Saving Britain’s precious habitats from invasive grasses | Letters

23 hours ago 7

Regarding George Monbiot’s article (There’s an invader turning huge swathes of Britain into deserts – and these dead zones are spreading, 9 June), yes, molinia (purple moor-grass) is a serious scourge of many of the UK’s acidic upland landscapes. In 1999, while still residing in my home county of East Sussex, I began a conservation grazing initiative using Exmoor ponies to combat the growing threat to the South Downs’ chalk grasslands from a very similar grass, Brachypodium (tor grass), which back then I estimated was affecting well in excess of 200 hectares. This grass is of little use to farmers and also seriously depletes biodiversity.

In 2004, we began to get increasingly involved with the extensive acid grasslands in the high, acid heath and grasslands of the Ashdown Forest area, involving four different landowners – Sussex Wildlife Trust, Sussex Police Authority, the Ministry of Defence and the Conservators of Ashdown. Here, pony grazing was mainly to combat the rampant spread of molinia. The most spectacular result was on the MoD’s 200-hectare training area, which had not been grazed within living memory. This was transformed from mainly thick molinia to open swards within several years of grazing 32 Exmoors year-round. It also minimised the previous extensive fires caused by army pyrotechnics.

I too consider the rampant spread of these two grass species as being due to nitrogen pollution, aided to a lesser extent by less grazing. I retired in 2017, then running 85 ponies. Today in East Sussex, there are in the region of 150 Exmoors carrying on what I initiated a quarter of a century ago.
Monty Larkin
St Dogmaels, Pembrokeshire

Having been an upland farmer for half a century, I share George Monbiot’s concerns about the growing domination of molinia in some regions. However, a century ago, Robert Wallace, professor of agriculture and rural economy at Edinburgh University, explained in his book, Heather and Moor Burning for Grouse and Sheep, that control of this plant can be ensured through the time-honoured combination of rotational winter-burning and active shepherding.
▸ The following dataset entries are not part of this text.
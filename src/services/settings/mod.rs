//! 모듈 설정 서비스

pub mod settings_service;

pub use settings_service::*;
//! # Yelp OAuth 2.0 클라이언트 어댑터
//!
//! 프로바이더 프로토콜 호출(인가 URL 생성, 코드 교환, 리소스 소유자 조회,
//! 인증된 API 호출)을 [`OAuth2Provider`] trait 뒤에 감춥니다.
//! 콜백 처리기는 이 trait에만 의존하므로 테스트에서 스크립트된 구현으로 교체할 수 있습니다.
//!
//! ## 사용하는 Yelp 엔드포인트
//!
//! | 용도 | 기본 엔드포인트 | 메서드 |
//! |------|------------|--------|
//! | **Authorization** | `https://www.yelp.com/oauth2/authorize` | GET |
//! | **Token Exchange** | `https://api.yelp.com/oauth2/token` | POST |
//! | **Resource Owner** | `https://api.yelp.com/v3/users/me` | GET |

use async_trait::async_trait;
use uuid::Uuid;

use crate::config::{HttpClientConfig, YelpEndpointConfig};
use crate::domain::models::oauth::{AccessToken, AuthorizationRequest, YelpUserInfo};
use crate::domain::models::settings::ProviderSettings;
use crate::errors::errors::{AppError, AppResult};

/// 어댑터 생성에 필요한 입력
///
/// 설정 저장소의 현재 값과 사이트 주소에서 파생된 리다이렉트 URI를 묶습니다.
#[derive(Debug, Clone)]
pub struct ProviderContext {
    pub settings: ProviderSettings,
    pub redirect_uri: String,
    pub endpoints: YelpEndpointConfig,
    pub http: HttpClientConfig,
}

/// OAuth 2.0 프로바이더 프로토콜 호출
#[async_trait]
pub trait OAuth2Provider: Send + Sync {
    /// 새 anti-forgery state를 발급하고 인가 URL을 만듭니다. 네트워크 호출은 없습니다.
    fn authorization_url(&self, scopes: &[String]) -> AuthorizationRequest;

    /// authorization code를 액세스 토큰으로 교환합니다.
    async fn exchange_code(&self, code: &str) -> AppResult<AccessToken>;

    /// 토큰 소유자의 프로필을 조회합니다. 프로필이 비어 있으면 `None`입니다.
    async fn fetch_resource_owner(&self, token: &AccessToken) -> AppResult<Option<YelpUserInfo>>;

    /// 토큰으로 인증된 GET 요청을 보내고 응답 본문을 그대로 반환합니다.
    async fn fetch_authenticated(&self, url: &str, token: &AccessToken) -> AppResult<String>;
}

/// 32자리 16진수 anti-forgery state
///
/// UUID v4는 OS CSPRNG에서 122비트를 얻습니다.
pub fn generate_state() -> String {
    Uuid::new_v4().simple().to_string()
}

/// reqwest 기반 Yelp 어댑터
pub struct YelpProvider {
    client: reqwest::Client,
    client_id: String,
    client_secret: String,
    redirect_uri: String,
    endpoints: YelpEndpointConfig,
}

impl YelpProvider {
    /// 설정을 검증하고 HTTP 클라이언트를 구성합니다.
    ///
    /// Client ID나 Client Secret이 없으면 `ConfigurationError`입니다.
    pub fn new(ctx: &ProviderContext) -> AppResult<Self> {
        ctx.settings.validate_config()?;

        Ok(Self {
            client: build_http_client(&ctx.http)?,
            client_id: ctx.settings.client_id.trim().to_string(),
            client_secret: ctx.settings.client_secret.trim().to_string(),
            redirect_uri: ctx.redirect_uri.clone(),
            endpoints: ctx.endpoints.clone(),
        })
    }

    /// 주어진 state로 인가 URL을 조립합니다.
    ///
    /// 파라미터 순서는 `response_type`, `redirect_uri`, `client_id`, `scope`, `state`입니다.
    pub fn build_authorization_url(&self, scopes: &[String], state: &str) -> String {
        let params = [
            ("response_type", "code".to_string()),
            ("redirect_uri", self.redirect_uri.clone()),
            ("client_id", self.client_id.clone()),
            ("scope", scopes.join(" ")),
            ("state", state.to_string()),
        ];

        let query_string = params
            .iter()
            .map(|(k, v)| format!("{}={}", k, urlencoding::encode(v)))
            .collect::<Vec<_>>()
            .join("&");

        let separator = if self.endpoints.authorize_url.contains('?') { '&' } else { '?' };
        format!("{}{}{}", self.endpoints.authorize_url, separator, query_string)
    }

    async fn get_with_token(&self, url: &str, token: &AccessToken) -> AppResult<reqwest::Response> {
        let response = self.client
            .get(url)
            .bearer_auth(token.secret())
            .send()
            .await
            .map_err(|e| AppError::ExternalServiceError(format!("Yelp 요청 실패 ({}): {}", url, e)))?;

        if !response.status().is_success() {
            return Err(AppError::ExternalServiceError(format!(
                "Yelp 응답 오류 ({}): HTTP {}", url, response.status()
            )));
        }

        Ok(response)
    }
}

/// 프록시와 타임아웃을 반영한 reqwest 클라이언트
///
/// TLS 인증서 검증은 항상 켜져 있습니다.
pub fn build_http_client(config: &HttpClientConfig) -> AppResult<reqwest::Client> {
    let mut builder = reqwest::Client::builder();

    if let Some(proxy_url) = &config.proxy {
        let proxy = reqwest::Proxy::all(proxy_url)
            .map_err(|e| AppError::ConfigurationError(format!("잘못된 프록시 설정: {}", e)))?;
        builder = builder.proxy(proxy);
    }

    if let Some(timeout) = config.timeout {
        builder = builder.timeout(timeout);
    }

    builder
        .build()
        .map_err(|e| AppError::ConfigurationError(format!("HTTP 클라이언트 생성 실패: {}", e)))
}

#[async_trait]
impl OAuth2Provider for YelpProvider {
    fn authorization_url(&self, scopes: &[String]) -> AuthorizationRequest {
        let state = generate_state();
        let url = self.build_authorization_url(scopes, &state);

        AuthorizationRequest { url, state }
    }

    async fn exchange_code(&self, code: &str) -> AppResult<AccessToken> {
        let params = [
            ("grant_type", "authorization_code"),
            ("code", code),
            ("client_id", self.client_id.as_str()),
            ("client_secret", self.client_secret.as_str()),
            ("redirect_uri", self.redirect_uri.as_str()),
        ];

        let response = self.client
            .post(&self.endpoints.token_url)
            .form(&params)
            .send()
            .await
            .map_err(|e| AppError::ExternalServiceError(format!("Yelp 토큰 요청 실패: {}", e)))?;

        if !response.status().is_success() {
            // 응답 본문에 자격 증명이 되돌아올 수 있어 상태 코드만 남긴다
            return Err(AppError::ExternalServiceError(format!(
                "Yelp 토큰 교환 실패: HTTP {}", response.status()
            )));
        }

        let token = response
            .json::<AccessToken>()
            .await
            .map_err(|e| AppError::ExternalServiceError(format!("Yelp 토큰 응답 파싱 실패: {}", e)))?;

        if token.secret().trim().is_empty() {
            return Err(AppError::ExternalServiceError("Yelp 토큰 응답에 access_token이 없습니다".to_string()));
        }

        Ok(token)
    }

    async fn fetch_resource_owner(&self, token: &AccessToken) -> AppResult<Option<YelpUserInfo>> {
        let response = self.get_with_token(&self.endpoints.resource_owner_url, token).await?;

        let body = response
            .text()
            .await
            .map_err(|e| AppError::ExternalServiceError(format!("Yelp 사용자 정보 읽기 실패: {}", e)))?;

        if body.trim().is_empty() {
            return Ok(None);
        }

        let value = serde_json::from_str::<serde_json::Value>(&body)
            .map_err(|e| AppError::ExternalServiceError(format!("Yelp 사용자 정보 파싱 실패: {}", e)))?;

        Ok(YelpUserInfo::from_value(value))
    }

    async fn fetch_authenticated(&self, url: &str, token: &AccessToken) -> AppResult<String> {
        let response = self.get_with_token(url, token).await?;

        response
            .text()
            .await
            .map_err(|e| AppError::ExternalServiceError(format!("Yelp 응답 본문 읽기 실패 ({}): {}", url, e)))
    }
}
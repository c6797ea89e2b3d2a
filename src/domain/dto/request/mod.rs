//! 요청 DTO (클라이언트 → 서버)

pub mod auth_request;
pub mod settings_request;

pub use auth_request::*;
pub use settings_request::*;
//! # Domain Entities Module
//!
//! MongoDB 문서와 직접 매핑되는 영속 엔티티를 정의합니다.
//!
//! ```text
//! Domain Layer
//! ├── entities/     ← 이 모듈 (영속 엔티티)
//! ├── models/       ← 값 객체 및 요청 범위 모델
//! └── dto/          ← 데이터 전송 객체
//! ```

pub mod users;
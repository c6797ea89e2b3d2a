//! # 소셜 네트워크 레지스트리
//!
//! 플러그인 ID(`social_auth_yelp`)를 프로바이더 어댑터 생성 함수에 매핑하는
//! 명시적 테이블입니다. 기본 제공 네트워크는 [`BUILTIN_NETWORKS`]에 정의되며,
//! [`NetworkManager::with_factory`]로 생성 함수를 교체할 수 있습니다.
//!
//! ## 사용 예제
//!
//! ```rust,ignore
//! use social_auth_yelp::core::registry::{NetworkManager, YELP_PLUGIN_ID};
//!
//! let networks = NetworkManager::with_builtin();
//! let provider = networks.create_instance(YELP_PLUGIN_ID, &ctx)?;
//! let url = provider.authorization_url(&scopes);
//! ```

use std::collections::HashMap;
use std::sync::Arc;

use log::debug;
use once_cell::sync::Lazy;

use crate::domain::dto::response::settings_response::NetworkSummary;
use crate::errors::errors::{AppError, AppResult};
use crate::services::auth::yelp_provider::{OAuth2Provider, ProviderContext, YelpProvider};

/// Yelp 로그인 플러그인 ID
pub const YELP_PLUGIN_ID: &str = "social_auth_yelp";

/// 어댑터 생성 함수
pub type ProviderFactory = Arc<dyn Fn(&ProviderContext) -> AppResult<Arc<dyn OAuth2Provider>> + Send + Sync>;

/// 네트워크 메타데이터
///
/// 통합 목록과 로그인 페이지에 노출됩니다.
#[derive(Clone)]
pub struct NetworkDefinition {
    pub id: &'static str,
    pub social_network: &'static str,
    pub network_type: &'static str,
    pub settings_path: &'static str,
    pub login_path: &'static str,
    pub constructor: fn(&ProviderContext) -> AppResult<Arc<dyn OAuth2Provider>>,
}

fn yelp_constructor(ctx: &ProviderContext) -> AppResult<Arc<dyn OAuth2Provider>> {
    Ok(Arc::new(YelpProvider::new(ctx)?))
}

/// 기본 제공 네트워크 목록
pub static BUILTIN_NETWORKS: Lazy<Vec<NetworkDefinition>> = Lazy::new(|| {
    vec![NetworkDefinition {
        id: YELP_PLUGIN_ID,
        social_network: "Yelp",
        network_type: "user_authentication",
        settings_path: "/admin/config/social-api/social-auth/yelp",
        login_path: "/user/login/yelp",
        constructor: yelp_constructor,
    }]
});

struct Registration {
    definition: NetworkDefinition,
    factory: ProviderFactory,
}

/// 등록된 소셜 네트워크 관리자
///
/// 애플리케이션 시작 시 한 번 구성된 뒤 `Arc`로 공유되며 이후 변경되지 않습니다.
pub struct NetworkManager {
    registrations: HashMap<&'static str, Registration>,
    order: Vec<&'static str>,
}

impl NetworkManager {
    pub fn empty() -> Self {
        Self {
            registrations: HashMap::new(),
            order: Vec::new(),
        }
    }

    /// 기본 제공 네트워크를 모두 등록합니다.
    pub fn with_builtin() -> Self {
        let mut manager = Self::empty();
        for definition in BUILTIN_NETWORKS.iter() {
            manager.register(definition.clone());
        }
        manager
    }

    /// 네트워크를 등록합니다. 같은 ID가 있으면 교체합니다.
    pub fn register(&mut self, definition: NetworkDefinition) {
        let constructor = definition.constructor;
        let factory: ProviderFactory = Arc::new(constructor);

        if !self.registrations.contains_key(definition.id) {
            self.order.push(definition.id);
        }
        debug!("소셜 네트워크 등록: {}", definition.id);
        self.registrations.insert(definition.id, Registration { definition, factory });
    }

    /// 등록된 네트워크의 생성 함수를 교체합니다.
    pub fn with_factory(mut self, id: &str, factory: ProviderFactory) -> Self {
        if let Some(registration) = self.registrations.get_mut(id) {
            registration.factory = factory;
        }
        self
    }

    /// 플러그인 ID로 어댑터를 생성합니다.
    ///
    /// 등록되지 않은 ID는 `NotFound`, 자격 증명 누락은 `ConfigurationError`입니다.
    pub fn create_instance(&self, id: &str, ctx: &ProviderContext) -> AppResult<Arc<dyn OAuth2Provider>> {
        let registration = self
            .registrations
            .get(id)
            .ok_or_else(|| AppError::NotFound(format!("등록되지 않은 소셜 네트워크: {}", id)))?;

        (registration.factory)(ctx)
    }

    /// 등록 순서대로 통합 목록을 반환합니다.
    pub fn networks(&self) -> Vec<NetworkSummary> {
        self.order
            .iter()
            .filter_map(|id| self.registrations.get(id))
            .map(|r| NetworkSummary {
                id: r.definition.id.to_string(),
                social_network: r.definition.social_network.to_string(),
                network_type: r.definition.network_type.to_string(),
                settings_path: r.definition.settings_path.to_string(),
                login_path: r.definition.login_path.to_string(),
            })
            .collect()
    }
}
These ancient skills ensured that the growth of molinia was checked by managing the flock to graze off its early-spring shoots. After the animals had been moved to their in-bye lambing fields, the moor’s later-emerging, more fragile plants were able to thrive. To prevent neglected moors from turning into lifeless deserts of overgrown molinia and tick-infested bracken, perhaps we should be paying more attention to the wisdom of our forebears.
Aidan Harrison
Snitter, Northumberland

Far from crowding out other plants and wildlife, purple moor-grass is in fact a key indicator of an increasingly rare habitat – known in Devon as culm grassland and in Wales as rhôs pasture – that is home to rare plants like devil’s-bit scabious and butterflies such as the marsh fritillary, which depends on it for food and reproduction. On our former farm in north-west Devon, we now manage the land precisely to protect this highly threatened ecosystem.

George Monbiot is right to point out that walking over such land is far from easy, owing to the plant’s tussocky nature, but I suggest he takes a leaf out of Devon Wildlife Trust’s excellent short film about the culm, Never Mind the Tussocks (Here’s the Wildlife). He might learn something useful.
Adam Newey
Pancrasweek, Devon

Re molinia grass sucking the life out of biodiversity, the solution is hiding in plain sight: England’s last semi-wild pony population – the iconic Dartmoor hill ponies. Studies, tests and surveys published in prestigious scientific journals confirm that Dartmoor semi-wild ponies not only eat molinia, but are also perfectly adapted over millennia of roaming Dartmoor to thrive in the highest and harshest parts where that job is needed most.

George Monbiot and the campaigner Tony Whitehead should not despair for Dartmoor biodiversity. Instead, they should focus their efforts on asking Defra to ensure its policies nurture and sustain the number of Dartmoor hill ponies, and biodiversity will be burgeoning here once more.